Mascara, a French company specialising in water treatment solutions using renewable energies, has launched Kori Odyssey, an initiative aimed at co-developing and implementing with local stakeholders tailored water access programmes using solar energy in remote areas.
The Kori Odyssey team is embarking on its first one-year mission: the Pacific Odyssey, a one-year itinerary to meet stakeholders throughout the area, by sailboat, with a departure from Papeete on 15 Feb 2023.

Challenges when providing access to water in isolated areas
Climate change and the global increase in consumption have accelerated a global water crisis. This lack of water is at the root of health and nutrition problems, and is also a major obstacle to development. Isolated communities are the first to be hit by this shortage, which is also one of the main causes of climatic migration.

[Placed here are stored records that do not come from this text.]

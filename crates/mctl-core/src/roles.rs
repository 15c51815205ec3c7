use std::collections::HashMap;
use std::path::{Path, PathBuf};
use std::sync::Arc;

use anyhow::Context;
use serde::Deserialize;
use tokio::fs;
use tokio::sync::RwLock;

use mctl_types::Role;

#[derive(Debug, Clone, Deserialize)]
struct RoleFrontmatter {
    id: Option<String>,
    name: Option<String>,
    keywords: Option<Vec<String>>,
    tools: Option<Vec<String>>,
    verifier: Option<bool>,
}

#[derive(Clone)]
pub struct RoleRegistry {
    roles: Arc<RwLock<HashMap<String, Role>>>,
    default_role: String,
}

impl RoleRegistry {
    /// Built-in roles overlaid with `<state_dir>/roles/*.md`.
    pub async fn new(state_dir: impl Into<PathBuf>, default_role: &str) -> anyhow::Result<Self> {
        let mut by_id = HashMap::new();
        for role in default_roles() {
            by_id.insert(role.id.clone(), role);
        }
        let dir: PathBuf = state_dir.into();
        for role in load_custom_roles(dir.join("roles")).await? {
            by_id.insert(role.id.clone(), role);
        }
        Ok(Self {
            roles: Arc::new(RwLock::new(by_id)),
            default_role: default_role.to_string(),
        })
    }

    pub async fn list(&self) -> Vec<Role> {
        let mut roles = self
            .roles
            .read()
            .await
            .values()
            .cloned()
            .collect::<Vec<_>>();
        roles.sort_by(|a, b| a.id.cmp(&b.id));
        roles
    }

    pub async fn get(&self, id: &str) -> Option<Role> {
        self.roles.read().await.get(id).cloned()
    }

    pub async fn exists(&self, id: &str) -> bool {
        self.roles.read().await.contains_key(id)
    }

    /// Requested role, falling back to the default role and finally a bare generalist.
    pub async fn get_or_default(&self, id: Option<&str>) -> Role {
        let roles = self.roles.read().await;
        id.and_then(|id| roles.get(id))
            .or_else(|| roles.get(&self.default_role))
            .cloned()
            .unwrap_or_else(|| Role {
                id: self.default_role.clone(),
                name: "Generalist".to_string(),
                system_prompt: String::new(),
                keywords: Vec::new(),
                tools: Vec::new(),
                verifier: false,
            })
    }

    /// Keyword routing over title and objective. Ties go to the lexically first role id;
    /// no hits route to the default role. Verifier roles are never routed to.
    pub async fn route(&self, title: &str, objective: &str) -> Role {
        let text = format!("{title} {objective}").to_ascii_lowercase();
        let mut best: Option<(usize, Role)> = None;
        for role in self.list().await {
            if role.verifier {
                continue;
            }
            let score = role
                .keywords
                .iter()
                .filter(|kw| !kw.trim().is_empty() && text.contains(&kw.trim().to_ascii_lowercase()))
                .count();
            if score == 0 {
                continue;
            }
            if best.as_ref().map_or(true, |(top, _)| score > *top) {
                best = Some((score, role));
            }
        }
        match best {
            Some((_, role)) => role,
            None => self.get_or_default(None).await,
        }
    }

    pub async fn insert(&self, role: Role) {
        self.roles.write().await.insert(role.id.clone(), role);
    }
}

/// Empty tool list means the role may request any registered tool.
pub fn role_can_use_tool(role: &Role, tool: &str) -> bool {
    role.tools.is_empty() || role.tools.iter().any(|t| t.eq_ignore_ascii_case(tool))
}

fn role(id: &str, name: &str, prompt: &str, keywords: &[&str], tools: &[&str]) -> Role {
    Role {
        id: id.to_string(),
        name: name.to_string(),
        system_prompt: prompt.to_string(),
        keywords: keywords.iter().map(|s| s.to_string()).collect(),
        tools: tools.iter().map(|s| s.to_string()).collect(),
        verifier: false,
    }
}

fn default_roles() -> Vec<Role> {
    let mut verifier = role(
        "verifier",
        "Verifier",
        "You are the verification role. Check each subtask result against its objective and \
reply with exactly one verdict: APPROVE, NEEDS_REVISION or BLOCK, followed by your reasons.",
        &[],
        &["read_task", "search_tasks"],
    );
    verifier.verifier = true;
    vec![
        role(
            "generalist",
            "Generalist",
            "You are a general-purpose operations agent. Work the task to completion and answer \
in concise markdown with concrete findings.",
            &[],
            &[],
        ),
        role(
            "researcher",
            "Researcher",
            "You are a research agent. Gather evidence with the tools available, cite what you \
fetched, and separate facts from inference.",
            &["research", "investigate", "sources", "compare", "survey", "market"],
            &["scrape_and_parse_url", "read_task", "search_tasks"],
        ),
        role(
            "engineer",
            "Engineer",
            "You are an engineering agent. Diagnose precisely, propose concrete changes, and \
state risks and verification steps.",
            &["bug", "deploy", "api", "code", "refactor", "incident", "latency"],
            &["read_task", "search_tasks", "scrape_and_parse_url"],
        ),
        role(
            "analyst",
            "Analyst",
            "You are a financial and operations analyst. Show your numbers and assumptions.",
            &["budget", "forecast", "revenue", "cost", "pricing", "metrics"],
            &["read_task", "search_tasks"],
        ),
        role(
            "writer",
            "Writer",
            "You are a writing agent. Produce publication-ready copy in the requested tone.",
            &["draft", "copy", "announcement", "newsletter", "blog", "post"],
            &["read_task", "search_tasks"],
        ),
        verifier,
    ]
}

async fn load_custom_roles(dir: PathBuf) -> anyhow::Result<Vec<Role>> {
    let mut out = Vec::new();
    let mut entries = match fs::read_dir(&dir).await {
        Ok(rd) => rd,
        Err(err) if err.kind() == std::io::ErrorKind::NotFound => return Ok(out),
        Err(err) => {
            return Err(err).with_context(|| format!("failed to read {}", dir.display()));
        }
    };

    while let Some(entry) = entries.next_entry().await? {
        let path = entry.path();
        if path.extension().and_then(|v| v.to_str()) != Some("md") {
            continue;
        }
        let raw = fs::read_to_string(&path).await?;
        match parse_role_markdown(&raw, &path) {
            Some(role) => out.push(role),
            None => tracing::warn!("skipping role file without valid frontmatter: {}", path.display()),
        }
    }

    Ok(out)
}

fn parse_role_markdown(raw: &str, path: &Path) -> Option<Role> {
    let trimmed = raw.trim_start();
    if !trimmed.starts_with("---") {
        return None;
    }
    let mut parts = trimmed.splitn(3, "---");
    let _ = parts.next();
    let frontmatter = parts.next()?.trim();
    let body = parts.next()?.trim().to_string();
    let parsed: RoleFrontmatter = serde_yaml::from_str(frontmatter).ok()?;
    let default_id = path.file_stem()?.to_string_lossy().to_string();
    let id = parsed.id.unwrap_or(default_id);
    Some(Role {
        name: parsed.name.unwrap_or_else(|| id.clone()),
        id,
        system_prompt: body,
        keywords: parsed.keywords.unwrap_or_default(),
        tools: parsed.tools.unwrap_or_default(),
        verifier: parsed.verifier.unwrap_or(false),
    })
}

The diversity of these communities — geographical, economic, social — means that addressing the challenge they face from a technological perspective only, through the installation of a standardised desalination unit for example, is unthinkable. The water access philosophy must be holistic and built with the communities to sustain the projects’ impact on the people.
To better respond to this issue and combine both technological approach and socio-economic engineering, Mascara launched the Kori Odyssey initiative to facilitate the emergence of sustainable solutions developed with the communities and the local authorities to create ecological and sustainable water systems with minimised carbon impact.
The Pacific Odyssey, Kori Odyssey’s first programme
Kori Odyssey’s first concrete action is to launch its first programme: the Pacific Odyssey. With 30,000 islands, 22 countries and 40 million inhabitants, the South Pacific Ocean is at the heart of climate change issues. Scattered, isolated and heterogeneous, many of its communities suffer from a lack of fresh water and meet the needs identified by Mascara.
Mascara has already deployed at the end of 2022 the first Vanuatu programme, which aimed at identifying the needs of the communities of the archipelago to equip four villages and install six Osmosun solar desalination units.
Based on the success of this programme, Mascara launched the Kori Odyssey initiative and its first Pacific Odyssey programme in this area.
The first step will be to collect data to co-construct a technical and financial programme. With a similar approach to the Vanuatu programme, the Kori Odyssey teams, with their expertise in social engineering, technology and financial modelling, will meet with all the water stakeholders in the region through workshops in the capitals and villages to define collectively the outlines of a water access programme.
Following this first stage of data collection and co-construction, the Kori Odyssey initiative will support water managers in each country in the implementation and monitoring of programmes with multilateral agencies and international organisations.
Developing local connections to accelerate access to drinking water for all
With Kori Odyssey, Mascara has set a double objective in the Pacific zone. The first idea is to deploy and co-build its Osmosun autonomous solar desalination solutions to a potential target of no less than 125 villages, about 120,000 potential beneficiaries. In the second phase, Mascara intends to capitalise on this first programme to facilitate its local anchoring in the area, allowing the company to address the problem of isolated sites to install sustainable solutions.
“Mascara was created on the basis of a vision: the problem of access to water, and a desire to remedy it with solutions that are both technological and socio-economic,” said Quentin Ragetly, Mascara’s CEO. “We have completed a first phase with our Osmosun solutions, which are now produced on an industrial scale, and we are launching a new phase with this work on social engineering with Kori Odyssey, with the ambition to go fast for more drinking water for all and for a long time.”
The Kori Odyssey sailboat
To remain in line with the objective of sustainable initiative, Mascara chose wind energy to propel its initiative. The Kori Odyssey team will make necessary trips to meet the actors of the Pacific Ocean by sailboat. The boat will also serve as an office. This choice of low-carbon travel is also an echo and a tribute to local customs and the Pacificway.
The Kori Odyssey team is composed of three people: captain Manu Jacolot, logistics manager Baptiste Pouder, and project manager Martin Bourillet.